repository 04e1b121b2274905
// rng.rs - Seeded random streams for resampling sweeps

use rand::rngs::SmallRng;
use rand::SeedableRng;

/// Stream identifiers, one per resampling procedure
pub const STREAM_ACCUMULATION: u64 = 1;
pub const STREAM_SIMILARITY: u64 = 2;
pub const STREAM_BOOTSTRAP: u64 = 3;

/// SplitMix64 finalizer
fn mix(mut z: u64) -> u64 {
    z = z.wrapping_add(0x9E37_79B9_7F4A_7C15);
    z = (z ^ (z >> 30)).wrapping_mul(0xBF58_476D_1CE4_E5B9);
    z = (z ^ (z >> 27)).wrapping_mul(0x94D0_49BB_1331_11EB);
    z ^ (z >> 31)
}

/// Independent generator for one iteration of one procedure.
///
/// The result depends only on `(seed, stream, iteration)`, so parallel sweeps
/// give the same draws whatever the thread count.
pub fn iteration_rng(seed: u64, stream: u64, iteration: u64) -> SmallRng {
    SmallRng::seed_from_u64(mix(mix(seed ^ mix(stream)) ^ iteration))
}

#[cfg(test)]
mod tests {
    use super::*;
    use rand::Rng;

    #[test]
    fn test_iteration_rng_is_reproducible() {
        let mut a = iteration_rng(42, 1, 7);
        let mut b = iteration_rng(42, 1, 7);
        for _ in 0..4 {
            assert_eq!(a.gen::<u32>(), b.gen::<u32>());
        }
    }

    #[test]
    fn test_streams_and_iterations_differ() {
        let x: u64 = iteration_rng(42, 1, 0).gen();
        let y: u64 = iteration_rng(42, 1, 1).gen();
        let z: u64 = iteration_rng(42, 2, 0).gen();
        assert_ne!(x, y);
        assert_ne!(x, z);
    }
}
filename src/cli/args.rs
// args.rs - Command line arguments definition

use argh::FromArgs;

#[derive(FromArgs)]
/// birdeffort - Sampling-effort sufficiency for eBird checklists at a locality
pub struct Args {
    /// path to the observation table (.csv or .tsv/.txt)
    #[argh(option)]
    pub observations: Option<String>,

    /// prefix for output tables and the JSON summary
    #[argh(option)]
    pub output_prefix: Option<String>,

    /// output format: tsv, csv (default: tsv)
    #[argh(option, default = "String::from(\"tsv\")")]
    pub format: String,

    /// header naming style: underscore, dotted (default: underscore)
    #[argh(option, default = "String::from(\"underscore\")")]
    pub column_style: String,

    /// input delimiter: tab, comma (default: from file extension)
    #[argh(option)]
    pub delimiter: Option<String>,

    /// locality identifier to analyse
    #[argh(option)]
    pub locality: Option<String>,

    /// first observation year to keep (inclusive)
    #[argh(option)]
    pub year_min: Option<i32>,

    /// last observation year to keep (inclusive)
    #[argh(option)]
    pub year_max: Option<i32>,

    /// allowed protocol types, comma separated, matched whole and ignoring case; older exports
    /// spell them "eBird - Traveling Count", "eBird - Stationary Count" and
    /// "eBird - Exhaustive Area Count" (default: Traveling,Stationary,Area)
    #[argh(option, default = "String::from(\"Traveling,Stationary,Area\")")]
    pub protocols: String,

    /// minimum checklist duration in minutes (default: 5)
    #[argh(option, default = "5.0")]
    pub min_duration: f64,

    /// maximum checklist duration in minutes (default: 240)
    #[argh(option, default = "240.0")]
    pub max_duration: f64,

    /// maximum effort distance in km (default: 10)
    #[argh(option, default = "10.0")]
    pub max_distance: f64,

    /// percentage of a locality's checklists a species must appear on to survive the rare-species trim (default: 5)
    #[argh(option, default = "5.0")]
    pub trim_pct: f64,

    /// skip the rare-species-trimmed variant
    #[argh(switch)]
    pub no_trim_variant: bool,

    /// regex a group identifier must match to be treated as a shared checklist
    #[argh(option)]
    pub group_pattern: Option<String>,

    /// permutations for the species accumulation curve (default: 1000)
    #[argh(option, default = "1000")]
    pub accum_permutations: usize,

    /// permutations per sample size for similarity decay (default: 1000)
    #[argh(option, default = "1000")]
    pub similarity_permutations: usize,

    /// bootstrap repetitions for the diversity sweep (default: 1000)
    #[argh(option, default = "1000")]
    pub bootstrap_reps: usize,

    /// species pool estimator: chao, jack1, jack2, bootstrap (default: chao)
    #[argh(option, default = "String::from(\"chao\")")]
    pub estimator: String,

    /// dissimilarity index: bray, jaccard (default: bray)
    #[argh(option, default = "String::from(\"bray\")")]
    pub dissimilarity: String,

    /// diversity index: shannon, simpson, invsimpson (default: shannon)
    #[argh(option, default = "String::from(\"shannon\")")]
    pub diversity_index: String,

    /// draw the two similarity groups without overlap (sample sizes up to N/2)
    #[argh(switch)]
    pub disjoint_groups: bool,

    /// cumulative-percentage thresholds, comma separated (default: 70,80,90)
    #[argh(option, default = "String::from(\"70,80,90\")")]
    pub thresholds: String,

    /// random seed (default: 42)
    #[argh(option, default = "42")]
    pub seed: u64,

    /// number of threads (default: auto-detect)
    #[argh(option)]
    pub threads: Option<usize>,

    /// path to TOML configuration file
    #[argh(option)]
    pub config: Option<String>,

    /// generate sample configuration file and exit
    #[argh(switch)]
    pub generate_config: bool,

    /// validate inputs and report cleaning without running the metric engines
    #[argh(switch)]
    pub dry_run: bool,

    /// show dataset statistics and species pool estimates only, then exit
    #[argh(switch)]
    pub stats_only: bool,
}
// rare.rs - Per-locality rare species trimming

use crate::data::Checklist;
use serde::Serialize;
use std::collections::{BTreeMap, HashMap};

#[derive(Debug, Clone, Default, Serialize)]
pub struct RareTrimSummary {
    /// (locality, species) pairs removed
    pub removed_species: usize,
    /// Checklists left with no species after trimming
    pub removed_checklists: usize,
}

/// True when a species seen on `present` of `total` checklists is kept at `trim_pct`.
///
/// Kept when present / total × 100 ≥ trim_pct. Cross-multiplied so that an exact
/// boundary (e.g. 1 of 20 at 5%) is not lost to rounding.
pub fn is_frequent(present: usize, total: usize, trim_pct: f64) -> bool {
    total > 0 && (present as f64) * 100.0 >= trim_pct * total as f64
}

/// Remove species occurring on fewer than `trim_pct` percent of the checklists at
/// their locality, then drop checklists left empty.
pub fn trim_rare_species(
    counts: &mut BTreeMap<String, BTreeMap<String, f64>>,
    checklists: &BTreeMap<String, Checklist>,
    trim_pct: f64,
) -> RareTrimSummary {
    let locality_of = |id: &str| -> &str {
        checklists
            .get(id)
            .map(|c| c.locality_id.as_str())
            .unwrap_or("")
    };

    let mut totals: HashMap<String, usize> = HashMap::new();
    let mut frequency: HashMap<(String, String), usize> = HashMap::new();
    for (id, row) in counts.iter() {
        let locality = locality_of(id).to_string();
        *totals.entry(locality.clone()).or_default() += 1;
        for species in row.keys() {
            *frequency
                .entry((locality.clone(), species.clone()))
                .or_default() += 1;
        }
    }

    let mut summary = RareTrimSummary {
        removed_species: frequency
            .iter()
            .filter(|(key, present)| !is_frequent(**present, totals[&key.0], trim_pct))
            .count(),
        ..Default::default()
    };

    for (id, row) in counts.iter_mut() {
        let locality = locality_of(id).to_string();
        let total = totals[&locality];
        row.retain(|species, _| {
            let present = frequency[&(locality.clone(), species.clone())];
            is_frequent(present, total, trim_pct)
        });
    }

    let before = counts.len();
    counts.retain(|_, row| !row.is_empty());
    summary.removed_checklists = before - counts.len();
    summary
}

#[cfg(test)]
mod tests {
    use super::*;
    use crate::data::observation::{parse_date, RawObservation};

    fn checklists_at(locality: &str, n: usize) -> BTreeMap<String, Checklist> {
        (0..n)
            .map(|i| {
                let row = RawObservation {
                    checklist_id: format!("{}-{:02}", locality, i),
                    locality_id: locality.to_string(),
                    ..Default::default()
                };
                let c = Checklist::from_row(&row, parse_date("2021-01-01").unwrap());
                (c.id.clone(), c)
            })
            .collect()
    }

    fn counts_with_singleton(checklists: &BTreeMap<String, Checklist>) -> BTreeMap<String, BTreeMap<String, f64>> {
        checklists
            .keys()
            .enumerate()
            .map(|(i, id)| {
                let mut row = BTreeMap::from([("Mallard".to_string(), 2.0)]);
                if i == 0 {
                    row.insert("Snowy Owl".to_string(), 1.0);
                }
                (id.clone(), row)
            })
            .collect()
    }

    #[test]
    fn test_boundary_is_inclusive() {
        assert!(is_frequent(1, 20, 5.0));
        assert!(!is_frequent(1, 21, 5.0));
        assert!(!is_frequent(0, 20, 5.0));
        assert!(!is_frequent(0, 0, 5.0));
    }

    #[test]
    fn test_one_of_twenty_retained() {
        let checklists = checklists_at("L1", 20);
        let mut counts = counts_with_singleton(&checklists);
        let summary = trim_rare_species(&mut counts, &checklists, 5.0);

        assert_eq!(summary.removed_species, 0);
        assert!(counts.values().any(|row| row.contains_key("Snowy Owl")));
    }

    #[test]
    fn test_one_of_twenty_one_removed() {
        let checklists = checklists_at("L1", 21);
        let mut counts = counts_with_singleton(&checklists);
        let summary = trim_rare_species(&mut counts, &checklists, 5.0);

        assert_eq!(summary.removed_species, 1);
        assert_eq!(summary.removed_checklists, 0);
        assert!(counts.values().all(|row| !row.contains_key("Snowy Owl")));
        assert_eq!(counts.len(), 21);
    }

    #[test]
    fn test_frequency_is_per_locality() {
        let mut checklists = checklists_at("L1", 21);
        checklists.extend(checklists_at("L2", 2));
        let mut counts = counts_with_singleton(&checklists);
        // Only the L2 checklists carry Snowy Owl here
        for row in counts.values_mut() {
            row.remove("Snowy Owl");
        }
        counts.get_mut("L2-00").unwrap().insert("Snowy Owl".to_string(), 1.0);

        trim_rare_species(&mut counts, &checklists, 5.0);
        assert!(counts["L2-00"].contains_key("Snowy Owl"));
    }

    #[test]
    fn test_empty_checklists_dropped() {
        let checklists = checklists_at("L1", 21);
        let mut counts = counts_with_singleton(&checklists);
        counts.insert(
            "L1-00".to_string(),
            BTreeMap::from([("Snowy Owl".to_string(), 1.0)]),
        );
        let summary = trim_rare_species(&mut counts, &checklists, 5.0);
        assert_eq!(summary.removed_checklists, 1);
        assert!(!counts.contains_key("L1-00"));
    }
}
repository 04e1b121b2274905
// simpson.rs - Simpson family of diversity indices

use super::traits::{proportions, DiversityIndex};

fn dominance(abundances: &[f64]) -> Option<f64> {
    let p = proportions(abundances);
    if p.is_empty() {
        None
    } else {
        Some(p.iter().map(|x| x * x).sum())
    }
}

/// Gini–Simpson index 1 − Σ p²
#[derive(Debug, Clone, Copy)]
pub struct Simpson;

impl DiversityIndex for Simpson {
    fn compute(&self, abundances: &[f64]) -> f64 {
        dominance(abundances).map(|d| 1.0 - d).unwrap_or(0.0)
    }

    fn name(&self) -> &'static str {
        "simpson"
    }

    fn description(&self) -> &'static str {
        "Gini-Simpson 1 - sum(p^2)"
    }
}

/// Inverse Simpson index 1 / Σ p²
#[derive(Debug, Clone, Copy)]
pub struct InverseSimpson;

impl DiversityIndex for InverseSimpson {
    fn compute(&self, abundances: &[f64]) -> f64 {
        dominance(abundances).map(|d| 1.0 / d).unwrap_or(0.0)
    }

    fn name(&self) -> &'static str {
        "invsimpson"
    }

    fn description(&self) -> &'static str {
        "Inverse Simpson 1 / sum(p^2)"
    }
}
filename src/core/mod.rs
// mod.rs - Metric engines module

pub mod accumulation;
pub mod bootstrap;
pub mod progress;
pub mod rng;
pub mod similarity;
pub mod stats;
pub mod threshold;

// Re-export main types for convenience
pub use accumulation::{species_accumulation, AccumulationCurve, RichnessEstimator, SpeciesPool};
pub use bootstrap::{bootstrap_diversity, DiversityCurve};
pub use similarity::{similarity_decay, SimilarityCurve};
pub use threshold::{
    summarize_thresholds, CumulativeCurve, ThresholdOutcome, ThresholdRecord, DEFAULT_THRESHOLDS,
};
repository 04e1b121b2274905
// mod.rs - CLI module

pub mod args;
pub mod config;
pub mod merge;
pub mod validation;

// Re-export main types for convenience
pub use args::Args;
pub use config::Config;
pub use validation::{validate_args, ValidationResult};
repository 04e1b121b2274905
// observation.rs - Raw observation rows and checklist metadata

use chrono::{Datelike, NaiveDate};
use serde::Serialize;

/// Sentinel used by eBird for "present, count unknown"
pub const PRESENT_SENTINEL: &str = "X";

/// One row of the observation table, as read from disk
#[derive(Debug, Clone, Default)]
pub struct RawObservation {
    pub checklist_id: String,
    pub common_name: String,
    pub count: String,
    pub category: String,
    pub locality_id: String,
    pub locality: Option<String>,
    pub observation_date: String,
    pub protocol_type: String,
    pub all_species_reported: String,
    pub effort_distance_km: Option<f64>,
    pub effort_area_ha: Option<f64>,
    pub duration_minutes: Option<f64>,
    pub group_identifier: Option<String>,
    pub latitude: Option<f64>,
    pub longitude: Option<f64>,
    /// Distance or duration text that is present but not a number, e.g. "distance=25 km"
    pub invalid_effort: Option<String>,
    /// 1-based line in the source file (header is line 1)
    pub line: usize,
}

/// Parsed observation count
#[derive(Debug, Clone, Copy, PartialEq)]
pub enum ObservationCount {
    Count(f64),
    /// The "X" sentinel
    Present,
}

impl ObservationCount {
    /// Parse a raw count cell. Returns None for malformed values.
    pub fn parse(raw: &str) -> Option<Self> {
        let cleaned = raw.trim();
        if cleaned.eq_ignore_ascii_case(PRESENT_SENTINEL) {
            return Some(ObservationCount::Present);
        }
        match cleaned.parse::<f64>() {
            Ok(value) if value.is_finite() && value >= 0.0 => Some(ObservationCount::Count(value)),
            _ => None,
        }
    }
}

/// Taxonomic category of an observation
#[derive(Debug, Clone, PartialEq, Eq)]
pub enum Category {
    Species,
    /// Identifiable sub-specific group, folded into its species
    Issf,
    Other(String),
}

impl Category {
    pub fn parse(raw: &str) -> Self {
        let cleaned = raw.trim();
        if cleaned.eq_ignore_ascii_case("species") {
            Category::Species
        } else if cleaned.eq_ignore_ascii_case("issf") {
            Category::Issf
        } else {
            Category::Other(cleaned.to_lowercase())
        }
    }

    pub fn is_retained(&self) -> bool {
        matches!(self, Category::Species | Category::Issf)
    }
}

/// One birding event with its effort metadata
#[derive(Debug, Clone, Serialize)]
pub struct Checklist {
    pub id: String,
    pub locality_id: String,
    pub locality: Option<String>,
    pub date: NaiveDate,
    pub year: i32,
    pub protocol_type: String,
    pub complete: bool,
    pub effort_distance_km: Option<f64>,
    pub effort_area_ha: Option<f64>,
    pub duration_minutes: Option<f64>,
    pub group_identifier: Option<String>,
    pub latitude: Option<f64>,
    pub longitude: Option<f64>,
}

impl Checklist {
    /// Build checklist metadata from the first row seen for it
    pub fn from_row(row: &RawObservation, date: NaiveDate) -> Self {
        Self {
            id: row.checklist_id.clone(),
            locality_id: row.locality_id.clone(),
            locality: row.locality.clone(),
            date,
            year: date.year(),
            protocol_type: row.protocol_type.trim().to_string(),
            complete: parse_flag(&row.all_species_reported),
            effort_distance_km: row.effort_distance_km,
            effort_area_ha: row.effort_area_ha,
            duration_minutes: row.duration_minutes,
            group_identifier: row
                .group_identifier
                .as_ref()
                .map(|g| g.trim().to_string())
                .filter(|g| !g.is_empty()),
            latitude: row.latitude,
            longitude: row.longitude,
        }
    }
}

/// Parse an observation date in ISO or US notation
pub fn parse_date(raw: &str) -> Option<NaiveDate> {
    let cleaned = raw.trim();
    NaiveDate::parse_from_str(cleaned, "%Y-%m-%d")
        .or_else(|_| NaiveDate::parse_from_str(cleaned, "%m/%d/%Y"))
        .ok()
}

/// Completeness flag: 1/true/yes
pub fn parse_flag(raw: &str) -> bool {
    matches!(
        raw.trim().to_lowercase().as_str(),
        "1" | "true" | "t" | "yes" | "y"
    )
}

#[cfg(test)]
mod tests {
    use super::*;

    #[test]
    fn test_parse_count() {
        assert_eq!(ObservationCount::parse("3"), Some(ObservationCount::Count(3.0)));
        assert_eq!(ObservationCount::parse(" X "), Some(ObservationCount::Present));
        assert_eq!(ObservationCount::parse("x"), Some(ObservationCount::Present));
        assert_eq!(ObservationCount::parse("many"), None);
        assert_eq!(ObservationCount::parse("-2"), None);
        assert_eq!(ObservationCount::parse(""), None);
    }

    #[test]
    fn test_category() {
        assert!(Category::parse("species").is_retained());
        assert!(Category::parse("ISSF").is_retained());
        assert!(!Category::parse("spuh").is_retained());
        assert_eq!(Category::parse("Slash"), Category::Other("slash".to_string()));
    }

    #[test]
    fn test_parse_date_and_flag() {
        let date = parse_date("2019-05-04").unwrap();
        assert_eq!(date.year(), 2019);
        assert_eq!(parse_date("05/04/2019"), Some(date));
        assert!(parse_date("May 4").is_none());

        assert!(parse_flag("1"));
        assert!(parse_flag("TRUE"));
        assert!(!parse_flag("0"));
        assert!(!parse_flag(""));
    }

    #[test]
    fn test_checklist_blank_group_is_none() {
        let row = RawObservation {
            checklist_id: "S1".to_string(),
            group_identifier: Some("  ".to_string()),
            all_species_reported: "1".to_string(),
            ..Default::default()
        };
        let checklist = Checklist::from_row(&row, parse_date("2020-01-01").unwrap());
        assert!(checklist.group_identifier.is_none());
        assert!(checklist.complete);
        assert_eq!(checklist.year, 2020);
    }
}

---+---

• What the task asks:
Each line of the entries above that includes "struct" counts once; state how many such lines there are, with the number as the only answer.

• Output:
6